Because there is no limit to the credulity of left-liberals we now have this — within a few years of the arrival of Christopher Columbus to the New World all of the following happened:
- a plague killed 90 million indigenous people of the United States,
- which in turn led to the reforestation of North America,
- which in turn sucked a lot of CO2 from the atmosphere,
- which in turn started the Little Ice Age.
Yep, it was Columbus’s fault.
The idea that there were about as many people living in North America at the time of the arrival of Columbus as there were at about the turn of the 19th into the 20th century is simply ridiculous.
In 1900, there were several cities with populations of more than a million, and dozens with populations of more than 100,000.
In order to feed those dwelling in these places and for other purposes, highways and railroads crisscrossed the country. To coordinate the economic activities of such a vast population required institutions of commerce and finance, in addition to this physical infrastructure.
Yet there is no archeological evidence of any city of more than 100,000 of the indigenous people of this country or anything like a road network; although, yes, there is archeological evidence of a few scattered large towns and some trails.
Nor was there any folklore of institutions, such as marketplaces and banks, needed by a vast economy, nor any folklore of a mass extinction.
Besides, the Vikings were in contact with the indigenous people of this country well before Christopher Columbus, and probably the Irish and Spanish as well, so that the dread diseases that befell the Europeans during the Dark Ages had already had opportunity to make their way across the Atlantic.
Even among the Europeans, the bubonic plaque is thought to have “only” wiped out one-third of the population, prior to the survivors developing a resistance to the disease, not anything like 90 percent fatalities.
The belief that North America suffered a mass extinction is simply a matter of politically correct multiculturalism. And, now, it has become grafted onto belief in anthropological global warming (AGW).
Of course, the irony of the ridiculous idea that Columbus caused the Little Ice Age is that, until it became utterly crazy for anybody to deny natural variation and to continue to insist upon the hockey-stick theory of climate change (that global temperature had been constant for more than a thousand years but, with the start of the Industrial Revolution, has been trending up), the AGWers were claiming there was no Little Ice Age, that the fall in temperature that was recorded by Europeans at that time was merely a local phenomenon.
The hockey stick, we now know, was constructed by so-called scientists who fudged the numbers. Oh, not that what they did was an ethical violation, said the faculty at Penn State University, as fudging the numbers must be AOK among leftists.
But long before we found out how the hockey stick got made, we were finding out from several dozen other proxies for temperature that temperatures around the world were fluctuating during the thousand years prior to the Industrial Revolution. So even if we never found out exactly how the hockey stick was constructed, we knew something was wrong with it.

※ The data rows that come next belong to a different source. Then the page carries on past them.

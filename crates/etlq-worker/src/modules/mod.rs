//! Built-in transfer modules
//!
//! Each module exposes a `spec()` constructor returning its
//! [`TransferSpec`](crate::transfer::TransferSpec) and is registered by name
//! in [`ModuleRegistry::builtin`](crate::registry::ModuleRegistry::builtin).

pub mod customers;
pub mod orders;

The way the so-called scientists discovered that Christopher Columbus caused the Little Ice Age is this: they discovered charcoal remains suggesting that certain indigenous people cleared farm land by burning off trees. Well, duh?
Then (presuming that 90 million people subsisted on farms cleared by this method, and that those people died because of the Columbus plague) an area the size of California became reforested. This would have lowered global temperature by several degrees and resulted in the Little Ice Age.
Thus, the proof that Columbus started the Little Ice Age is based on the belief in the Columbus plague wiping out 90 million people combined with a belief that 90 million people lived on little, self-sufficient farms cleared by burning away trees, worked by stone tools, without the aid of work animals such as horses, and without coordination with others as would require roads, written language, marketplaces, and banking.
Just how totally ignorant of economics are these climatologists anyway?
Among the problems of the new theory that Christopher Columbus started the Little Ice Age is that, considering all the data that have not been held back by uncooperative so-called scientists, the cooling trend of which the Little Ice Age was the nadir started hundreds of years prior to the arrival of Columbus in the Americas, at the end of the Roman warm period. But, who knows, maybe the AGWers will figure out the reforestation of Europe after Rome was sacked by the Goths is what caused the cooling trend that culminated in the Little Ice Age.
On the other hand, perhaps we should simply accept the idea that Columbus caused the Little Ice Age. Then we could construct a few nuclear power plants so as to desalinate ocean water and pipe the desalinated water into the interior of Texas to irrigate desert land that totals in size to California. In this way, we could simply offset our continued use of fossil fuel, sucking the CO2 out of the atmosphere instead of trying not to release any more CO2 into it.